> [What to do]: Exactly as written, transcribe each line of the listing.

> [Data shown]:

◇ ◇ ◇ ◇

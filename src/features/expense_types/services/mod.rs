mod expense_type_service;

pub use expense_type_service::ExpenseTypeService;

◇ ◇ ◇ ◇

> [Task result]:
filename src/features/expense_types/services/mod.rs
mod expense_type_service;

pub use expense_type_service::ExpenseTypeService;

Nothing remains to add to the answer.